The small but momentous ceremony marks a milestone in the relationship between Wichita State and the city. University President John Bardo and Wichita Mayor Jeff Longwell shook hands and held up the red, white and blue flag that will be permanently displayed on the flagpole in front of Morrison Hall.
“Our relationship to the broader community is really what is going to make our future or break our future," Bardo says.
Bardo says WSU was founded to serve the people of Wichita as a private college, and while it’s now a state university, the school hasn’t lost touch with its roots.
"We are really in the position that so goes Wichita, so goes Wichita State," he says. "The Wichita flag, designed by a local artist Cecil McAlister as part of a contest, was adopted on Flag Day in 1937. The design has three distinct components, including a Native American symbol for “home.”

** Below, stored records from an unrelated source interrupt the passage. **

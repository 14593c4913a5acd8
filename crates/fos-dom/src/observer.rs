//! Mutation Observers
//!
//! Observers register interest in a target (optionally its whole subtree)
//! and accumulate `MutationRecord`s until the owner takes them as a batch.

use crate::{DomTree, NodeId};

/// Observer handle returned by `MutationObservers::create`
#[derive(Debug, Clone, Copy, PartialEq, Eq, Hash)]
pub struct ObserverId(u32);

/// Mutation type
#[derive(Debug, Clone, Copy, PartialEq, Eq)]
pub enum MutationType {
    Attributes,
    ChildList,
}

/// Mutation record
#[derive(Debug, Clone, PartialEq, Eq)]
pub struct MutationRecord {
    pub mutation_type: MutationType,
    pub target: NodeId,
    pub added_nodes: Vec<NodeId>,
    pub removed_nodes: Vec<NodeId>,
    pub attribute_name: Option<String>,
    pub old_value: Option<String>,
}

impl MutationRecord {
    /// Attribute change on `target`
    pub fn attribute(target: NodeId, name: &str, old_value: Option<String>) -> Self {
        Self {
            mutation_type: MutationType::Attributes,
            target,
            added_nodes: Vec::new(),
            removed_nodes: Vec::new(),
            attribute_name: Some(name.to_string()),
            old_value,
        }
    }

    /// Children added to or removed from `target`
    pub fn child_list(target: NodeId, added: Vec<NodeId>, removed: Vec<NodeId>) -> Self {
        Self {
            mutation_type: MutationType::ChildList,
            target,
            added_nodes: added,
            removed_nodes: removed,
            attribute_name: None,
            old_value: None,
        }
    }
}

/// Mutation observer options
#[derive(Debug, Clone, Default)]
pub struct MutationObserverInit {
    pub child_list: bool,
    pub attributes: bool,
    pub subtree: bool,
    pub attribute_old_value: bool,
    pub attribute_filter: Option<Vec<String>>,
}

impl MutationObserverInit {
    fn wants(&self, record: &MutationRecord) -> bool {
        match record.mutation_type {
            MutationType::ChildList => self.child_list,
            MutationType::Attributes => {
                self.attributes
                    && match (&self.attribute_filter, &record.attribute_name) {
                        (Some(filter), Some(name)) => filter.iter().any(|f| f == name),
                        _ => true,
                    }
            }
        }
    }
}

#[derive(Debug)]
struct MutationObserver {
    id: ObserverId,
    observations: Vec<(NodeId, MutationObserverInit)>,
    pending_records: Vec<MutationRecord>,
}

impl MutationObserver {
    fn matching(&self, tree: &DomTree, record: &MutationRecord) -> Option<&MutationObserverInit> {
        self.observations
            .iter()
            .filter(|(target, options)| {
                *target == record.target || (options.subtree && tree.contains(*target, record.target))
            })
            .map(|(_, options)| options)
            .find(|options| options.wants(record))
    }

    fn record(&mut self, tree: &DomTree, record: &MutationRecord) {
        let Some(keep_old_value) = self.matching(tree, record).map(|o| o.attribute_old_value) else {
            return;
        };
        let mut record = record.clone();
        if !keep_old_value {
            record.old_value = None;
        }
        self.pending_records.push(record);
    }
}

/// Mutation observer manager
#[derive(Debug, Default)]
pub struct MutationObservers {
    observers: Vec<MutationObserver>,
    next_id: u32,
}

impl MutationObservers {
    pub fn new() -> Self {
        Self::default()
    }

    /// Create observer
    pub fn create(&mut self) -> ObserverId {
        let id = ObserverId(self.next_id);
        self.next_id += 1;
        self.observers.push(MutationObserver {
            id,
            observations: Vec::new(),
            pending_records: Vec::new(),
        });
        id
    }

    fn get_mut(&mut self, id: ObserverId) -> Option<&mut MutationObserver> {
        self.observers.iter_mut().find(|o| o.id == id)
    }

    /// Observe a target; observing the same target again replaces its options
    pub fn observe(&mut self, id: ObserverId, target: NodeId, options: MutationObserverInit) {
        if let Some(observer) = self.get_mut(id) {
            observer.observations.retain(|(t, _)| *t != target);
            observer.observations.push((target, options));
        }
    }

    /// Drop the observer along with any queued records
    pub fn disconnect(&mut self, id: ObserverId) {
        self.observers.retain(|o| o.id != id);
    }

    /// Take pending records
    pub fn take_records(&mut self, id: ObserverId) -> Vec<MutationRecord> {
        self.get_mut(id)
            .map(|o| std::mem::take(&mut o.pending_records))
            .unwrap_or_default()
    }

    /// Has pending records
    pub fn has_pending(&self, id: ObserverId) -> bool {
        self.observers
            .iter()
            .any(|o| o.id == id && !o.pending_records.is_empty())
    }

    /// Queue a mutation for every interested observer
    pub fn notify(&mut self, tree: &DomTree, record: MutationRecord) {
        for observer in &mut self.observers {
            observer.record(tree, &record);
        }
    }
}

#[cfg(test)]
mod tests {
    use super::*;

    fn tree_with_child() -> (DomTree, NodeId, NodeId) {
        let mut tree = DomTree::new();
        let parent = tree.create_element("div");
        let child = tree.create_element("span");
        tree.append_child(tree.root(), parent).unwrap();
        tree.append_child(parent, child).unwrap();
        (tree, parent, child)
    }

    #[test]
    fn test_attribute_filter() {
        let (tree, parent, _) = tree_with_child();
        let mut observers = MutationObservers::new();
        let id = observers.create();
        observers.observe(id, parent, MutationObserverInit {
            attributes: true,
            attribute_filter: Some(vec!["controller".to_string()]),
            ..Default::default()
        });

        observers.notify(&tree, MutationRecord::attribute(parent, "class", None));
        assert!(!observers.has_pending(id));

        observers.notify(&tree, MutationRecord::attribute(parent, "controller", None));
        assert_eq!(observers.take_records(id).len(), 1);
        assert!(!observers.has_pending(id));
    }

    #[test]
    fn test_subtree_required_for_descendants() {
        let (tree, parent, child) = tree_with_child();
        let mut observers = MutationObservers::new();
        let shallow = observers.create();
        let deep = observers.create();
        let options = MutationObserverInit {
            attributes: true,
            ..Default::default()
        };
        observers.observe(shallow, parent, options.clone());
        observers.observe(deep, parent, MutationObserverInit { subtree: true, ..options });

        observers.notify(&tree, MutationRecord::attribute(child, "id", None));
        assert!(!observers.has_pending(shallow));
        assert!(observers.has_pending(deep));
    }

    #[test]
    fn test_old_value_stripped_unless_requested() {
        let (tree, parent, _) = tree_with_child();
        let mut observers = MutationObservers::new();
        let id = observers.create();
        observers.observe(id, parent, MutationObserverInit {
            attributes: true,
            ..Default::default()
        });

        observers.notify(&tree, MutationRecord::attribute(parent, "id", Some("old".into())));
        let records = observers.take_records(id);
        assert_eq!(records[0].old_value, None);
    }

    #[test]
    fn test_disconnect_drops_records() {
        let (tree, parent, child) = tree_with_child();
        let mut observers = MutationObservers::new();
        let id = observers.create();
        observers.observe(id, parent, MutationObserverInit {
            child_list: true,
            ..Default::default()
        });

        observers.notify(&tree, MutationRecord::child_list(parent, vec![child], vec![]));
        observers.disconnect(id);
        assert!(observers.take_records(id).is_empty());
    }
}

Wichita Flag Did-You-Knows:
- McAlister won $40 for his winning flag design.
- The flag's three components--a "blue sun," a Native American symbol over the sun, and the red and white rays--represent happiness and contentment, a permanent home, and the freedom to come and go.
- There were only six original flags made by seamstress Mary J. Harper, known at the time as "Wichita's Betsy Ross."